Even more recently, the Non-Resident Nepali Association (NRNA) president, Bhawan Bhatta, was offloaded from a flight to Singapore for showing up drunk. Aside from giving the NRNA a bad name, the incident was not particularly noteworthy since Nepalis getting sloshed is not news. What was noteworthy was that he was on his way to Singapore to meet Oli as the latter underwent health check-ups. Ordinary people like us will never know why such a meeting had to happen while Oli was lying in hospital but it does give us some indication of how much influence NRNs carry over Nepali politicians.
The NRN-politics nexus
While an unfounded feeling of entitlement as an NRN could have played a part in turning Australian NRN Thapa into a ruffian at the airport, he must also have felt he could get away with it. Sure enough, after he was taken into custody, immediate political pressure began to bear on the authorities to set him free. It cannot only be the mobilisation of NRNA delegates along party lines this time around that led to such political interference. The NRN-politician connection goes much deeper.

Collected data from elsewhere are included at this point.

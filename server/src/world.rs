//! Where a game's starting `GameState` comes from. The engine treats a
//! `Region` graph as a pre-existing collaborator it never generates itself,
//! so this lives in the server binary rather than in `common`: either a
//! JSON fixture (the persisted-layout mirror the wire format already uses)
//! or a small built-in ring map for a quick local game.

use std::path::Path;

use anyhow::{Context, Result};
use serde::{Deserialize, Serialize};

use common::model::player::Player;
use common::model::region::Region;
use common::model::state::GameState;
use common::model::temple::Temple;
use common::model::soldier::Soldier;
use common::rng::{RngSeed, SeededRng};

#[derive(Serialize, Deserialize)]
pub struct WorldConfig {
    pub regions: Vec<Region>,
    pub players: Vec<Player>,
}

pub fn load_world(path: &Path) -> Result<WorldConfig> {
    let text = std::fs::read_to_string(path).with_context(|| format!("reading world file {}", path.display()))?;
    serde_json::from_str(&text).with_context(|| format!("parsing world file {}", path.display()))
}

/// A ring of `region_count` regions, each linked to its two ring neighbors
/// plus one cross-ring chord for a bit of topological variety, with one
/// starting region (and a temple) handed to each player in `players`.
pub fn default_world(players: Vec<Player>, region_count: u32, seed: RngSeed) -> (Vec<Player>, GameState) {
    let region_count = region_count.max(players.len() as u32 * 2).max(4);
    let mut regions: Vec<Region> = (0..region_count)
        .map(|i| {
            let angle = (i as f32) / (region_count as f32) * std::f32::consts::TAU;
            Region::new(i, angle.cos(), angle.sin())
    })
        .collect();
    for i in 0..region_count {
        let next = (i + 1) % region_count;
        let chord = (i + region_count / 2) % region_count;
        regions[i as usize].neighbors.insert(next);
        regions[i as usize].neighbors.insert(chord);
        regions[next as usize].neighbors.insert(i);
        regions[chord as usize].neighbors.insert(i);
    }

    let mut rng = SeededRng::from_seed(&seed);
    let mut start_regions: Vec<u32> = (0..region_count).collect();
    rng.shuffle(&mut start_regions);

    let mut state = GameState::new(regions, players.clone(), 0, seed);
    for (player, region) in players.iter().zip(start_regions.iter()) {
        state.owners_by_region.insert(*region, player.slot);
        let soldiers = (0..3).map(|_| {
                let id = state.next_soldier_id();
                Soldier::new(id)
        });
        state.soldiers_by_region.insert(*region, soldiers.collect());
        state.temples_by_region.insert(*region, Temple::new(*region));
    }

    (players, state)
}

The fraternal and sister organisations affiliated to various political parties in any country where Nepalis are in force is a phenomenon quite difficult to explain. In countries with substantial numbers of Nepali labour migrants, with the near-certainty of return home, jockeying for positions in such entities makes sense since it can lead to close contact with leading politicians who scoot over given half a chance. It hardly makes sense though for those with no intention of coming back to spend time and resources politicking for office that has no meaning outside the narrow circle of the like-minded. Granted, it does give people some standing that comes from strutting around with the topmost leaders from Nepal. What is difficult to understand is why politicians encourage this practice at all. Unless one takes the cynical view that it gives them free tours of foreign lands and a chance to pontificate before a gathering of Nepalis eager to engage in their favourite pastime—discussing Nepal’s politics.

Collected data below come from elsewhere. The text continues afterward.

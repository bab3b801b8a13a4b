//! Move selection: legal-move generation, dumb-move pruning, and a
//! time-bounded iterative-deepening search that picks one `Command` for an
//! AI-controlled player to submit next.
//!
//! The game is N-player, so this plays the table "paranoid": the mover
//! being searched tries to maximize its own heuristic while every other
//! player is treated as a single adversary trying to minimize it. That is
//! a standard reduction of multiplayer minimax to the two-player case, and
//! it keeps the search tractable within the wall-clock budget.

use std::time::{Duration, Instant};

use common::game::command::{apply_command, BuildTarget, Command, SimConfig};
use common::log::NullLog;
use common::model::player::{AiLevel, PlayerSlot};
use common::model::region::RegionIndex;
use common::model::state::GameState;
use common::model::temple::Upgrade;
use common::rng::SeededRng;
use common::rules;

use crate::heuristics::heuristic_for_player;
use crate::personality::Personality;

#[derive(Clone, Copy, Debug)]
pub struct SearchConfig {
    pub max_depth: u32,
    pub time_budget: Duration,
    pub nodes_per_time_check: u32,
}

impl Default for SearchConfig {
    fn default() -> Self {
        Self {
            max_depth: 4,
            time_budget: Duration::from_millis(common::conf::AI_THINK_TIME_MS_MAX),
            nodes_per_time_check: common::conf::AI_SEARCH_YIELD_INTERVAL as u32,
        }
    }
}

/// All commands worth considering for `player` at `state`: every legal
/// full-stack army move, a soldier purchase if affordable, an upgrade
/// purchase from `personality`'s preference list if affordable, and always
/// `EndTurn`. Moves where the target holds strictly more defenders than
/// the proposed attack is large are skipped (the "dumb move" prune): no
/// personality benefits from searching a move certain to fail.
pub fn legal_moves(state: &GameState, player: PlayerSlot, personality: &Personality) -> Vec<Command> {
    let mut moves = Vec::new();

    if state.moves_remaining > 0 {
        for source in state.regions_owned_by(player) {
            if state.conquered_regions.contains(&source) {
                continue;
            }
            let attackers = state.soldier_count_at(source) as u32;
            if attackers == 0 {
                continue;
            }
            let Some(region) = state.region(source) else { continue };
            for &target in &region.neighbors {
                let defenders = state.soldier_count_at(target) as u32;
                let friendly = state.owner(target) == Some(player);
                for count in candidate_counts(attackers) {
                    if !friendly && defenders > count {
                        continue;
                    }
                    moves.push(Command::ArmyMove { source, target, count });
                }
            }
        }
    }

    let faith = state.faith(player);
    let soldier_cost = rules::soldier_cost(state.soldiers_bought_this_turn);
    if faith >= soldier_cost {
        if let Some(region) = cheapest_garrisoned_temple(state, player) {
            moves.push(Command::Build { region, target: BuildTarget::Soldier });
        }
    }

    if let Some((region, upgrade)) = best_affordable_upgrade(state, player, personality) {
        moves.push(Command::Build { region, target: BuildTarget::Upgrade(upgrade) });
    }

    moves.push(Command::EndTurn { queued: Vec::new() });
    moves
}

/// Full-stack and half-stack attack sizes, per the move-generation rule:
/// a half move only exists when it's distinct from a full one.
fn candidate_counts(available: u32) -> Vec<u32> {
    let half = available / 2;
    if half > 0 && half != available {
        vec![available, half]
    } else {
        vec![available]
    }
}

pub(crate) fn cheapest_garrisoned_temple(state: &GameState, player: PlayerSlot) -> Option<RegionIndex> {
    state.regions_owned_by(player).find(|&r| state.temple_at(r).is_some())
}

pub(crate) fn best_affordable_upgrade(state: &GameState, player: PlayerSlot, personality: &Personality) -> Option<(RegionIndex, Upgrade)> {
    let faith = state.faith(player);
    for region in state.regions_owned_by(player) {
        let Some(temple) = state.temple_at(region) else { continue };
        if let Some(existing) = temple.upgrade {
            if temple.level >= rules::MAX_UPGRADE_LEVEL {
                continue;
            }
            let cost = rules::upgrade_cost(existing, temple.level);
            if faith >= cost {
                return Some((region, existing));
            }
            continue;
        }
        for &candidate in personality.upgrade_preference {
            let cost = rules::upgrade_cost(candidate, 0);
            if faith >= cost {
                return Some((region, candidate));
            }
        }
    }
    None
}

fn apply_for_search(state: &GameState, player: PlayerSlot, command: Command, rng: &mut SeededRng) -> GameState {
    let outcome = apply_command(state, player, command, SimConfig { simulation: true }, rng, &mut NullLog);
    outcome.new_state.unwrap_or_else(|| state.clone())
}

fn next_mover(state: &GameState, mover: PlayerSlot) -> PlayerSlot {
    let slots: Vec<PlayerSlot> = state.active_player_slots().collect();
    if slots.is_empty() {
        return mover;
    }
    let pos = slots.iter().position(|s| *s == mover).unwrap_or(0);
    slots[(pos + 1) % slots.len()]
}

struct SearchState {
    deadline: Instant,
    nodes_per_time_check: u32,
    nodes_since_check: u32,
    out_of_time: bool,
}

fn minimax(
    state: &GameState,
    root_player: PlayerSlot,
    personality: &Personality,
    mover: PlayerSlot,
    level: AiLevel,
    depth: u32,
    rng: &mut SeededRng,
    search: &mut SearchState,
) -> f64 {
    search.nodes_since_check += 1;
    if search.nodes_since_check >= search.nodes_per_time_check {
        search.nodes_since_check = 0;
        if Instant::now() >= search.deadline {
            search.out_of_time = true;
        }
    }
    if search.out_of_time || depth == 0 || common::game::scoring::evaluate_end(state).is_some() {
        return heuristic_for_player(state, root_player, level);
    }

    let mut moves = legal_moves(state, mover, personality);
    rng.shuffle(&mut moves);

    let maximizing = mover == root_player;
    let mut best = if maximizing { f64::NEG_INFINITY } else { f64::INFINITY };
    for command in moves {
        if search.out_of_time {
            break;
        }
        let next_state = apply_for_search(state, mover, command, rng);
        let next_mover_slot = next_mover(&next_state, mover);
        let value = minimax(&next_state, root_player, personality, next_mover_slot, level, depth - 1, rng, search);
        if maximizing {
            best = best.max(value);
        } else {
            best = best.min(value);
        }
    }
    if best.is_finite() {
        best
    } else {
        heuristic_for_player(state, root_player, level)
    }
}

/// Picks the best `Command` for `player` via iterative-deepening search
/// bounded by `config.time_budget`. Falls back to `EndTurn` if the budget
/// expires before depth 1 completes or no legal move exists.
pub fn pick_ai_move(
    state: &GameState,
    player: PlayerSlot,
    personality: &Personality,
    level: AiLevel,
    config: SearchConfig,
    rng: &mut SeededRng,
) -> Command {
    // Search explores speculative futures that are thrown away; it must
    // never advance the real per-game dice stream the caller will use once
    // a move is actually applied.
    let mut rng = rng.fork_by_path(&[player as u64]);
    let rng = &mut rng;

    let deadline = Instant::now() + config.time_budget;
    let mut best_move = Command::EndTurn { queued: Vec::new() };

    for depth in 1..=config.max_depth {
        if Instant::now() >= deadline {
            break;
        }
        let mut search = SearchState {
            deadline,
            nodes_per_time_check: config.nodes_per_time_check,
            nodes_since_check: 0,
            out_of_time: false,
        };
        let mut moves = legal_moves(state, player, personality);
        rng.shuffle(&mut moves);

        let mut depth_best_value = f64::NEG_INFINITY;
        let mut depth_best_move = None;
        for command in moves {
            if search.out_of_time {
                break;
            }
            let next_state = apply_for_search(state, player, command.clone(), rng);
            let next_mover_slot = next_mover(&next_state, player);
            let value = minimax(&next_state, player, personality, next_mover_slot, level, depth.saturating_sub(1), rng, &mut search);
            if value > depth_best_value {
                depth_best_value = value;
                depth_best_move = Some(command);
            }
        }

        if search.out_of_time {
            break;
        }
        if let Some(command) = depth_best_move {
            best_move = command;
        }
    }

    best_move
}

It is time we all disabuse ourselves of the notion that the NRN has this immense attachment to Nepal that overrides everything else. Of course, this is not to detract from the contributions of NRNs as in the many fund-raising campaigns in the aftermath of the 2015 earthquake. But, like any rational actor, the NRN will pour resources into Nepal (and create the much-needed jobs) only if there is any certainty of returns. Economics does not always trump sentiments—though it nearly always does. Otherwise, NRNs would not exist in the first place.